# [EXERCISE DIRECTIONS]
Could you copy every line of the data that contains the word "reqwest"?
* * * * * * * * *
// Error taxonomy shared by the fetcher, listener and sync context
use thiserror::Error;

#[derive(Error, Debug)]
pub enum SyncError {
    #[error("network error: {0}")]
    Network(String),

    #[error("failed to decode payload: {0}")]
    Decode(String),

    #[error("invalid parameter: {0}")]
    Config(String),

    #[error("sync context has shut down")]
    Closed,
}

impl From<reqwest::Error> for SyncError {
    fn from(err: reqwest::Error) -> Self {
        if err.is_decode() {
            SyncError::Decode(err.to_string())
        } else {
            SyncError::Network(err.to_string())
        }
    }
}

impl From<serde_json::Error> for SyncError {
    fn from(err: serde_json::Error) -> Self {
        SyncError::Decode(err.to_string())
    }
}

pub type SyncResult<T> = Result<T, SyncError>;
* * * * * * * * *
# [EXPECTED ANSWER]
impl From<reqwest::Error> for SyncError {
    fn from(err: reqwest::Error) -> Self {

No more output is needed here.